A hopscotch of tract homes, horse ranches and teeth-grinding traffic jams spread beneath the rocky Santa Susana Mountains, the 12th District includes Chatsworth, Northridge, Granada Hills and Porter Ranch. It was a bastion of secession support, backing last year’s failed bid to make the Valley a separate municipality by the biggest margin of any council district in the city.

Both candidates have embraced the concerns of secessionists, insisting that the Valley is not getting its fair share of services and pledging to change that if they win a council seat.

But in seeking to explain why voters should pick one over the other, Smith and Korenstein have spent a lot of time picking apart each other’s failings -- all the while insisting that they did not start the mudslinging.

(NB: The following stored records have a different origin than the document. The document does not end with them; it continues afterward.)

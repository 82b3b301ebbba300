//! HQ handlers. Every route here sits behind the session guard.

pub(crate) mod collections;
pub(crate) mod content;
pub(crate) mod dashboard;
pub(crate) mod media;
pub(crate) mod pages;

use uuid::Uuid;

use crate::http::errors::ApiError;

/// Parse a path id. Anything that is not a UUID cannot name a row.
pub(crate) fn parse_id(raw: &str) -> Result<Uuid, ApiError> {
    Uuid::parse_str(raw).map_err(|_| ApiError::not_found(format!("no record with id {raw}")))
}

Korenstein, 59, has accused Smith and his boss, Bernson, of presiding over “a revolving door for developers” and mishandling growth in the area.

Smith, 54, has attacked Korenstein’s record on the school board, contending she has failed to produce promised new schools and has not taken responsibility for dirty bathrooms.

Each has complained that the other is trying to mislead voters. Korenstein’s campaign contends that Smith misrepresents himself and his positions, while Smith says Korenstein has “viciously” attacked his family by questioning late tax payments during a time decades ago when his business was struggling.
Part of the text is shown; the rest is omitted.